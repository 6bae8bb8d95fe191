//! Frame generator: the sender half of the fountain code.

use rand::rngs::OsRng;
use rand::RngCore;
use zeroize::Zeroizing;

use crate::error::PadlinkError;
use crate::fountain::degree::{self, DegreeTable};
use crate::fountain::frame::Frame;
use crate::fountain::mask::FrameMask;
use crate::fountain::xor_in_place;
use crate::metadata::CeremonyMetadata;

/// Streams `metadata || pad` as an unbounded, deterministic sequence of
/// encoded frames.
///
/// `generate_frame` is a pure function of the frozen configuration and the
/// frame index, with no hidden mutable state, so a pre-generation pass and
/// a live display loop may call it concurrently, and any frame can be
/// re-displayed at any time.
pub struct FountainEncoder {
    blocks: Vec<Zeroizing<Vec<u8>>>,
    degrees: DegreeTable,
    block_size: u16,
    payload_len: u32,
    seed: u64,
    mask: Option<FrameMask>,
}

impl FountainEncoder {
    /// Build an encoder with a fresh random per-ceremony seed.
    pub fn new(
        metadata: &CeremonyMetadata,
        pad_bytes: &[u8],
        block_size: u16,
        passphrase: Option<&str>,
    ) -> Result<Self, PadlinkError> {
        let mut seed_bytes = [0u8; 8];
        OsRng.fill_bytes(&mut seed_bytes);
        Self::with_seed(
            metadata,
            pad_bytes,
            block_size,
            passphrase,
            u64::from_be_bytes(seed_bytes),
        )
    }

    /// Build an encoder with an explicit seed. Two encoders with identical
    /// configuration and seed emit identical frame sequences; tests and
    /// resumed ceremonies rely on this.
    pub fn with_seed(
        metadata: &CeremonyMetadata,
        pad_bytes: &[u8],
        block_size: u16,
        passphrase: Option<&str>,
        seed: u64,
    ) -> Result<Self, PadlinkError> {
        if block_size == 0 {
            return Err(PadlinkError::InvalidState("block size must be nonzero"));
        }

        let header = metadata.to_bytes()?;
        let mut payload = Zeroizing::new(Vec::with_capacity(header.len() + pad_bytes.len()));
        payload.extend_from_slice(&header);
        payload.extend_from_slice(pad_bytes);

        let payload_len = u32::try_from(payload.len())
            .map_err(|_| PadlinkError::InvalidState("payload too large"))?;

        // Last block zero-padded; payload_len in the frame header lets the
        // decoder strip the padding again.
        let block = usize::from(block_size);
        let blocks: Vec<Zeroizing<Vec<u8>>> = payload
            .chunks(block)
            .map(|chunk| {
                let mut buffer = Zeroizing::new(vec![0u8; block]);
                buffer[..chunk.len()].copy_from_slice(chunk);
                buffer
            })
            .collect();

        if blocks.len() > super::MAX_SOURCE_COUNT {
            return Err(PadlinkError::InvalidState(
                "block size too small for payload",
            ));
        }

        let mask = passphrase.map(FrameMask::new).transpose()?;

        Ok(Self {
            degrees: DegreeTable::new(blocks.len()),
            blocks,
            block_size,
            payload_len,
            seed,
            mask,
        })
    }

    /// Number of source blocks the payload was split into.
    pub fn source_count(&self) -> usize {
        self.blocks.len()
    }

    /// Source block size for this stream.
    pub fn block_size(&self) -> u16 {
        self.block_size
    }

    /// True payload length: serialized metadata plus pad bytes.
    pub fn total_size(&self) -> usize {
        self.payload_len as usize
    }

    /// The per-ceremony seed embedded in every frame header.
    pub fn seed(&self) -> u64 {
        self.seed
    }

    /// Generate frame `index`. Indices below `source_count` yield the
    /// source blocks verbatim; the rest are XOR combinations chosen
    /// deterministically from `(seed, index)`.
    pub fn generate_frame(&self, index: u32) -> Frame {
        let indices = degree::source_indices(&self.degrees, self.seed, index);
        let mut payload = vec![0u8; usize::from(self.block_size)];
        for block_index in indices {
            xor_in_place(&mut payload, &self.blocks[block_index]);
        }
        if let Some(mask) = &self.mask {
            mask.apply(index, &mut payload);
        }

        Frame {
            index,
            seed: self.seed,
            payload_len: self.payload_len,
            block_size: self.block_size,
            payload,
        }
    }

    /// Frame `index` in wire form, ready for base64/QR rendering.
    pub fn generate_frame_bytes(&self, index: u32) -> Vec<u8> {
        self.generate_frame(index).to_bytes()
    }

    /// Release the encoder, zeroing the source blocks (which contain the
    /// pad) and the mask key.
    pub fn close(self) {
        drop(self);
    }
}

#[cfg(test)]
mod tests {
    use super::*;
    use crate::metadata::NotificationFlags;

    fn metadata() -> CeremonyMetadata {
        CeremonyMetadata::new(3600, 0, NotificationFlags::default(), "https://r.example")
            .expect("metadata")
    }

    #[test]
    fn systematic_frames_are_source_blocks() {
        let metadata = metadata();
        let pad = vec![0xabu8; 700];
        let encoder =
            FountainEncoder::with_seed(&metadata, &pad, 256, None, 11).expect("encoder");

        let header = metadata.to_bytes().expect("header");
        assert_eq!(encoder.total_size(), header.len() + 700);
        assert_eq!(
            encoder.source_count(),
            (header.len() + 700).div_ceil(256)
        );

        let frame_0 = encoder.generate_frame(0);
        assert_eq!(&frame_0.payload[..header.len()], &header[..]);
        assert_eq!(frame_0.payload[header.len()], 0xab);

        // Final block is zero-padded past the payload end.
        let last = encoder.generate_frame(encoder.source_count() as u32 - 1);
        let tail = encoder.total_size() % 256;
        assert!(last.payload[tail..].iter().all(|&b| b == 0));
    }

    #[test]
    fn generation_is_pure_and_repeatable() {
        let metadata = metadata();
        let pad = vec![0x11u8; 1000];
        let a = FountainEncoder::with_seed(&metadata, &pad, 128, None, 77).expect("a");
        let b = FountainEncoder::with_seed(&metadata, &pad, 128, None, 77).expect("b");

        for index in 0..64u32 {
            let frame = a.generate_frame(index);
            assert_eq!(frame, a.generate_frame(index), "same encoder");
            assert_eq!(frame, b.generate_frame(index), "same config");
        }
    }

    #[test]
    fn coded_frames_mix_multiple_blocks() {
        let metadata = metadata();
        let pad = vec![0x42u8; 4096];
        let encoder =
            FountainEncoder::with_seed(&metadata, &pad, 128, None, 5).expect("encoder");
        let source_count = encoder.source_count() as u32;

        // Not every coded frame has degree > 1, but some in a short run must.
        let mixed = (source_count..source_count + 32)
            .map(|i| encoder.generate_frame(i))
            .any(|frame| {
                (0..source_count).all(|j| frame.payload != encoder.generate_frame(j).payload)
            });
        assert!(mixed);
    }

    #[test]
    fn mask_changes_payload_but_not_header() {
        let metadata = metadata();
        let pad = vec![0x33u8; 512];
        let clear = FountainEncoder::with_seed(&metadata, &pad, 128, None, 9).expect("clear");
        let masked =
            FountainEncoder::with_seed(&metadata, &pad, 128, Some("phrase"), 9).expect("masked");

        let clear_frame = clear.generate_frame(0);
        let masked_frame = masked.generate_frame(0);
        assert_ne!(clear_frame.payload, masked_frame.payload);
        assert_eq!(clear_frame.index, masked_frame.index);
        assert_eq!(clear_frame.seed, masked_frame.seed);
        assert_eq!(clear_frame.payload_len, masked_frame.payload_len);
    }

    #[test]
    fn zero_block_size_is_rejected() {
        assert!(matches!(
            FountainEncoder::with_seed(&metadata(), &[1, 2, 3], 0, None, 1),
            Err(PadlinkError::InvalidState(_))
        ));
    }
}
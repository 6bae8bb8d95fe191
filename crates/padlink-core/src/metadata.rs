//! Ceremony metadata: the channel configuration agreed at pad exchange.
//!
//! The metadata is immutable once created and travels as the first bytes
//! of the fountain-coded payload, in a fixed big-endian wire form:
//!
//! ```text
//! version u16 || ttl_seconds u64 || disappearing_seconds u32 ||
//! notification_flags u16 || relay_url_len u16 || relay_url bytes
//! ```

use serde::{Deserialize, Serialize};

use crate::error::PadlinkError;

/// Current ceremony protocol version.
pub const PROTOCOL_VERSION: u16 = 1;

/// Fixed-width prefix of the wire form, before the relay URL bytes.
pub const METADATA_FIXED_LEN: usize = 18;

/// Longest relay URL the length-prefixed wire form can carry.
pub const MAX_RELAY_URL_LEN: usize = u16::MAX as usize;

/// Channel configuration exchanged during the ceremony.
#[derive(Clone, Debug, PartialEq, Eq, Serialize, Deserialize)]
pub struct CeremonyMetadata {
    /// Protocol version, [`PROTOCOL_VERSION`] for pads created here.
    pub version: u16,
    /// How long the relay retains undelivered messages.
    pub ttl_seconds: u64,
    /// Disappearing-message timer; 0 disables.
    pub disappearing_seconds: u32,
    /// Notification toggles and UI color, transmitted verbatim.
    pub notification_flags: NotificationFlags,
    /// Relay the two devices agree to meet on.
    pub relay_url: String,
}

impl CeremonyMetadata {
    /// Construct metadata for a new ceremony at the current protocol
    /// version.
    pub fn new(
        ttl_seconds: u64,
        disappearing_seconds: u32,
        notification_flags: NotificationFlags,
        relay_url: impl Into<String>,
    ) -> Result<Self, PadlinkError> {
        let relay_url = relay_url.into();
        if relay_url.len() > MAX_RELAY_URL_LEN {
            return Err(PadlinkError::InvalidState("relay url too long"));
        }
        Ok(Self {
            version: PROTOCOL_VERSION,
            ttl_seconds,
            disappearing_seconds,
            notification_flags,
            relay_url,
        })
    }

    /// Serialized length of this metadata on the wire.
    pub fn wire_len(&self) -> usize {
        METADATA_FIXED_LEN + self.relay_url.len()
    }

    /// Pack into the big-endian wire form.
    pub fn to_bytes(&self) -> Result<Vec<u8>, PadlinkError> {
        if self.relay_url.len() > MAX_RELAY_URL_LEN {
            return Err(PadlinkError::InvalidState("relay url too long"));
        }
        let mut out = Vec::with_capacity(self.wire_len());
        out.extend_from_slice(&self.version.to_be_bytes());
        out.extend_from_slice(&self.ttl_seconds.to_be_bytes());
        out.extend_from_slice(&self.disappearing_seconds.to_be_bytes());
        out.extend_from_slice(&self.notification_flags.bits().to_be_bytes());
        out.extend_from_slice(&(self.relay_url.len() as u16).to_be_bytes());
        out.extend_from_slice(self.relay_url.as_bytes());
        Ok(out)
    }

    /// Parse the wire form from the front of `bytes`, returning the
    /// metadata and the number of bytes it occupied. Trailing bytes are
    /// left for the caller (they are the pad).
    pub fn from_bytes(bytes: &[u8]) -> Result<(Self, usize), PadlinkError> {
        if bytes.len() < METADATA_FIXED_LEN {
            return Err(PadlinkError::InvalidFrame("metadata header truncated"));
        }
        let version = u16::from_be_bytes([bytes[0], bytes[1]]);
        let ttl_seconds = u64::from_be_bytes([
            bytes[2], bytes[3], bytes[4], bytes[5], bytes[6], bytes[7], bytes[8], bytes[9],
        ]);
        let disappearing_seconds =
            u32::from_be_bytes([bytes[10], bytes[11], bytes[12], bytes[13]]);
        let notification_flags =
            NotificationFlags::new(u16::from_be_bytes([bytes[14], bytes[15]]));
        let url_len = usize::from(u16::from_be_bytes([bytes[16], bytes[17]]));

        let total = METADATA_FIXED_LEN + url_len;
        if bytes.len() < total {
            return Err(PadlinkError::InvalidFrame("relay url truncated"));
        }
        let relay_url = std::str::from_utf8(&bytes[METADATA_FIXED_LEN..total])
            .map_err(|_| PadlinkError::InvalidFrame("relay url is not utf-8"))?
            .to_owned();

        Ok((
            Self {
                version,
                ttl_seconds,
                disappearing_seconds,
                notification_flags,
                relay_url,
            },
            total,
        ))
    }
}

/// 16-bit notification bitfield.
///
/// Bits 0–2 are boolean notification toggles; bits 12–15 carry a UI color
/// index. Not security-relevant, but the field round-trips verbatim so
/// both devices render the channel identically.
#[derive(Clone, Copy, Debug, Default, PartialEq, Eq, Serialize, Deserialize)]
#[serde(transparent)]
pub struct NotificationFlags(u16);

impl NotificationFlags {
    /// Number of boolean toggle bits.
    pub const TOGGLE_BITS: u8 = 3;

    /// Wrap a raw bitfield.
    pub fn new(bits: u16) -> Self {
        Self(bits)
    }

    /// The raw bitfield.
    pub fn bits(self) -> u16 {
        self.0
    }

    /// Read toggle `bit` (0–2). Bits outside the toggle range read false.
    pub fn toggle(self, bit: u8) -> bool {
        bit < Self::TOGGLE_BITS && self.0 & (1 << bit) != 0
    }

    /// Return a copy with toggle `bit` (0–2) set or cleared. Out-of-range
    /// bits are ignored.
    pub fn with_toggle(self, bit: u8, on: bool) -> Self {
        if bit >= Self::TOGGLE_BITS {
            return self;
        }
        let mask = 1u16 << bit;
        Self(if on { self.0 | mask } else { self.0 & !mask })
    }

    /// The UI color index stored in bits 12–15.
    pub fn color_index(self) -> u8 {
        (self.0 >> 12) as u8
    }

    /// Return a copy with the UI color index replaced. Only the low four
    /// bits of `index` are used.
    pub fn with_color_index(self, index: u8) -> Self {
        Self((self.0 & 0x0fff) | (u16::from(index & 0x0f) << 12))
    }
}
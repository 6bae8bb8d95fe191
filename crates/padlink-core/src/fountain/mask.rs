//! Optional passphrase obscuration of frame payloads.
//!
//! With a passphrase in play, photographing the QR sequence is no longer
//! enough to steal the pad; the attacker also needs the phrase spoken
//! between the two people holding the devices. The mask is deliberately
//! unauthenticated: a wrong passphrase unmasks to well-formed garbage that
//! decodes normally and is only caught when the mnemonics disagree.

use argon2::{Algorithm, Argon2, Params, Version};
use zeroize::Zeroizing;

use crate::error::PadlinkError;
use crate::fountain::xor_in_place;

const SALT_CONTEXT: &str = "padlink v1 frame mask salt";

// Argon2id cost: 19 MiB, 2 passes, 1 lane. The KDF runs once per ceremony
// on a phone while the other party waits, so the memory cost stays modest.
const ARGON2_MEMORY_KIB: u32 = 19 * 1024;
const ARGON2_ITERATIONS: u32 = 2;
const ARGON2_LANES: u32 = 1;

/// Passphrase-derived keystream generator, shared by encoder and decoder.
pub(crate) struct FrameMask {
    key: Zeroizing<[u8; 32]>,
}

impl FrameMask {
    /// Stretch `passphrase` into a 32-byte mask key with Argon2id.
    ///
    /// The salt is a fixed domain-derived constant: both devices must
    /// arrive at the same key with nothing but the phrase, so there is no
    /// channel to carry a random salt. The hardening against precomputation
    /// therefore rests on the memory-hard cost alone.
    pub fn new(passphrase: &str) -> Result<Self, PadlinkError> {
        let params = Params::new(ARGON2_MEMORY_KIB, ARGON2_ITERATIONS, ARGON2_LANES, Some(32))
            .map_err(|_| PadlinkError::Passphrase("invalid argon2 parameters"))?;
        let argon2 = Argon2::new(Algorithm::Argon2id, Version::V0x13, params);

        let salt = blake3::hash(SALT_CONTEXT.as_bytes());
        let mut key = Zeroizing::new([0u8; 32]);
        argon2
            .hash_password_into(passphrase.as_bytes(), &salt.as_bytes()[..16], &mut *key)
            .map_err(|_| PadlinkError::Passphrase("argon2 expansion failed"))?;

        Ok(Self { key })
    }

    /// XOR the keystream for `frame_index` into `payload`. Applying twice
    /// restores the original, so mask and unmask are the same call.
    pub fn apply(&self, frame_index: u32, payload: &mut [u8]) {
        let mut keystream = Zeroizing::new(vec![0u8; payload.len()]);
        blake3::Hasher::new_keyed(&self.key)
            .update(&frame_index.to_be_bytes())
            .finalize_xof()
            .fill(&mut keystream);
        xor_in_place(payload, &keystream);
    }
}

#[cfg(test)]
mod tests {
    use super::*;

    #[test]
    fn mask_is_an_involution() {
        let mask = FrameMask::new("correct horse").expect("mask");
        let original = vec![0x42u8; 128];

        let mut payload = original.clone();
        mask.apply(3, &mut payload);
        assert_ne!(payload, original);
        mask.apply(3, &mut payload);
        assert_eq!(payload, original);
    }

    #[test]
    fn keystream_differs_per_index_and_passphrase() {
        let mask_a = FrameMask::new("alpha").expect("mask");
        let mask_b = FrameMask::new("beta").expect("mask");

        let mut index_0 = vec![0u8; 64];
        let mut index_1 = vec![0u8; 64];
        mask_a.apply(0, &mut index_0);
        mask_a.apply(1, &mut index_1);
        assert_ne!(index_0, index_1);

        let mut other_phrase = vec![0u8; 64];
        mask_b.apply(0, &mut other_phrase);
        assert_ne!(index_0, other_phrase);
    }

    #[test]
    fn same_passphrase_agrees_across_instances() {
        let sender = FrameMask::new("shared phrase").expect("mask");
        let receiver = FrameMask::new("shared phrase").expect("mask");

        let mut masked = vec![0x99u8; 32];
        sender.apply(12, &mut masked);
        receiver.apply(12, &mut masked);
        assert_eq!(masked, vec![0x99u8; 32]);
    }
}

→ **TASK TO CARRY OUT**
Scan the preceding listing for the string "CeremonyMetadata" and copy every line where it occurs.

→ **OUTPUT FOR THIS EXERCISE**
use crate::metadata::CeremonyMetadata;
        metadata: &CeremonyMetadata,
        metadata: &CeremonyMetadata,
    fn metadata() -> CeremonyMetadata {
        CeremonyMetadata::new(3600, 0, NotificationFlags::default(), "https://r.example")
pub struct CeremonyMetadata {
impl CeremonyMetadata {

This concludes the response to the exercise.